Exercise objective
The answer must be every line of the records in which the string "false" appears.

Stored items:
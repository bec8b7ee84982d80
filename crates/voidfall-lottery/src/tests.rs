use rand::SeedableRng;
use rand_chacha::ChaCha8Rng;

use voidfall_core::enums::Rarity;
use voidfall_core::state::Card;
use voidfall_core::weapons::WeaponId;

use crate::draw::{draw, LotteryConfig};
use crate::select::ai_select;

fn rng(seed: u64) -> ChaCha8Rng {
    ChaCha8Rng::seed_from_u64(seed)
}

fn card(weapon: WeaponId, rarity: Rarity, damage: u32) -> Card {
    Card {
        weapon,
        rarity,
        damage_display: damage,
    }
}

// ---- Draw ----

#[test]
fn test_draw_produces_card_count() {
    let config = LotteryConfig::default();
    let result = draw(&config, 0, 1, &mut rng(1));
    assert_eq!(result.cards.len(), config.card_count);
}

#[test]
fn test_draw_five_card_variant() {
    let config = LotteryConfig {
        card_count: 5,
        ..Default::default()
    };
    let result = draw(&config, 0, 1, &mut rng(1));
    assert_eq!(result.cards.len(), 5);
}

#[test]
fn test_draw_deterministic_same_seed() {
    let config = LotteryConfig::default();
    let a = draw(&config, 0, 1, &mut rng(99));
    let b = draw(&config, 0, 1, &mut rng(99));
    assert_eq!(a.cards, b.cards);
    assert_eq!(a.pity_after, b.pity_after);
}

/// With pity at the threshold, a draw must contain at least one
/// rare-or-above card and the counter must reset.
#[test]
fn test_pity_forces_rare_at_threshold() {
    let config = LotteryConfig::default();
    // Enough seeds that some pre-adjustment draws are all-common.
    for seed in 0..200 {
        let result = draw(&config, config.pity_threshold, 1, &mut rng(seed));
        assert!(
            result.cards.iter().any(|c| c.rarity.is_rare_or_better()),
            "seed {seed}: pity-adjusted draw had no rare-or-above card"
        );
        assert_eq!(result.pity_after, 0, "seed {seed}: pity did not reset");
    }
}

/// Pity at 4 with threshold 5: an all-sub-rare draw increments to 5 with
/// no forced upgrade. The threshold is checked before the increment.
#[test]
fn test_pity_below_threshold_increments_without_upgrade() {
    let config = LotteryConfig::default();
    for seed in 0..500 {
        let result = draw(&config, 4, 1, &mut rng(seed));
        if result.cards.iter().any(|c| c.rarity.is_rare_or_better()) {
            assert_eq!(result.pity_after, 0);
        } else {
            assert_eq!(result.pity_after, 5);
        }
        assert!(
            result.pity_upgraded_slot.is_none(),
            "seed {seed}: upgrade fired below threshold"
        );
    }
}

#[test]
fn test_pity_resets_on_natural_rare() {
    let config = LotteryConfig::default();
    let mut found = false;
    for seed in 0..500 {
        let result = draw(&config, 2, 1, &mut rng(seed));
        if result.cards.iter().any(|c| c.rarity.is_rare_or_better()) {
            assert_eq!(result.pity_after, 0);
            found = true;
        }
    }
    assert!(found, "no seed produced a natural rare in 500 draws");
}

/// The pity upgrade replaces exactly one slot, the lowest-rarity one.
#[test]
fn test_pity_upgrade_replaces_single_slot() {
    let config = LotteryConfig::default();
    for seed in 0..500 {
        let result = draw(&config, config.pity_threshold, 1, &mut rng(seed));
        if let Some(slot) = result.pity_upgraded_slot {
            assert!(result.cards[slot].rarity.is_rare_or_better());
        }
    }
}

#[test]
fn test_no_duplicates_policy() {
    let config = LotteryConfig {
        allow_duplicates: false,
        card_count: 3,
        ..Default::default()
    };
    for seed in 0..300 {
        let result = draw(&config, 0, 1, &mut rng(seed));
        // A duplicate is only legal when a pool was exhausted, which cannot
        // happen with 3 slots and >= 2 weapons per tier... unless all three
        // slots rolled Common (pool of exactly 2). Tolerate that one case.
        let mut seen = std::collections::HashSet::new();
        let dupes = result
            .cards
            .iter()
            .filter(|c| !seen.insert(c.weapon))
            .count();
        let all_common = result.cards.iter().all(|c| c.rarity == Rarity::Common);
        if !all_common {
            assert_eq!(dupes, 0, "seed {seed}: duplicate weapon offered");
        }
    }
}

#[test]
fn test_progressive_unlock_caps_rarity_early() {
    let config = LotteryConfig {
        progressive_unlock: true,
        ..Default::default()
    };
    // Round 1 unlocks only Common and Uncommon; without pity no card may
    // exceed Uncommon.
    for seed in 0..300 {
        let result = draw(&config, 0, 1, &mut rng(seed));
        for card in &result.cards {
            assert!(
                card.rarity <= Rarity::Uncommon,
                "seed {seed}: {:?} offered in round 1",
                card.rarity
            );
        }
    }
}

#[test]
fn test_progressive_unlock_eventually_opens_all_tiers() {
    let config = LotteryConfig {
        progressive_unlock: true,
        ..Default::default()
    };
    let mut seen_legendary = false;
    for seed in 0..2000 {
        let result = draw(&config, 0, 10, &mut rng(seed));
        if result.cards.iter().any(|c| c.rarity == Rarity::Legendary) {
            seen_legendary = true;
            break;
        }
    }
    assert!(seen_legendary, "legendary never offered at round 10");
}

// ---- AI selection ----

#[test]
fn test_ai_select_deterministic() {
    let cards = vec![
        card(WeaponId::Mortar, Rarity::Common, 25),
        card(WeaponId::ClusterBomb, Rarity::Rare, 16),
        card(WeaponId::HeavyShell, Rarity::Common, 38),
    ];
    let first = ai_select(&cards);
    for _ in 0..10 {
        assert_eq!(ai_select(&cards), first);
    }
}

/// Rarity beats raw damage: the rare 10-damage card wins over a common 90.
#[test]
fn test_ai_select_prefers_rarity_over_damage() {
    let cards = vec![
        card(WeaponId::Mortar, Rarity::Common, 20),
        card(WeaponId::ClusterBomb, Rarity::Rare, 10),
        card(WeaponId::HeavyShell, Rarity::Common, 90),
    ];
    assert_eq!(ai_select(&cards), 1);
}

#[test]
fn test_ai_select_damage_breaks_rarity_tie() {
    let cards = vec![
        card(WeaponId::Mortar, Rarity::Common, 25),
        card(WeaponId::HeavyShell, Rarity::Common, 38),
    ];
    assert_eq!(ai_select(&cards), 1);
}

#[test]
fn test_ai_select_first_wins_full_tie() {
    let cards = vec![
        card(WeaponId::Mortar, Rarity::Common, 25),
        card(WeaponId::Mortar, Rarity::Common, 25),
        card(WeaponId::Mortar, Rarity::Common, 25),
    ];
    assert_eq!(ai_select(&cards), 0);
}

Answer to the exercise
    let mut found = false;
        allow_duplicates: false,
    let mut seen_legendary = false;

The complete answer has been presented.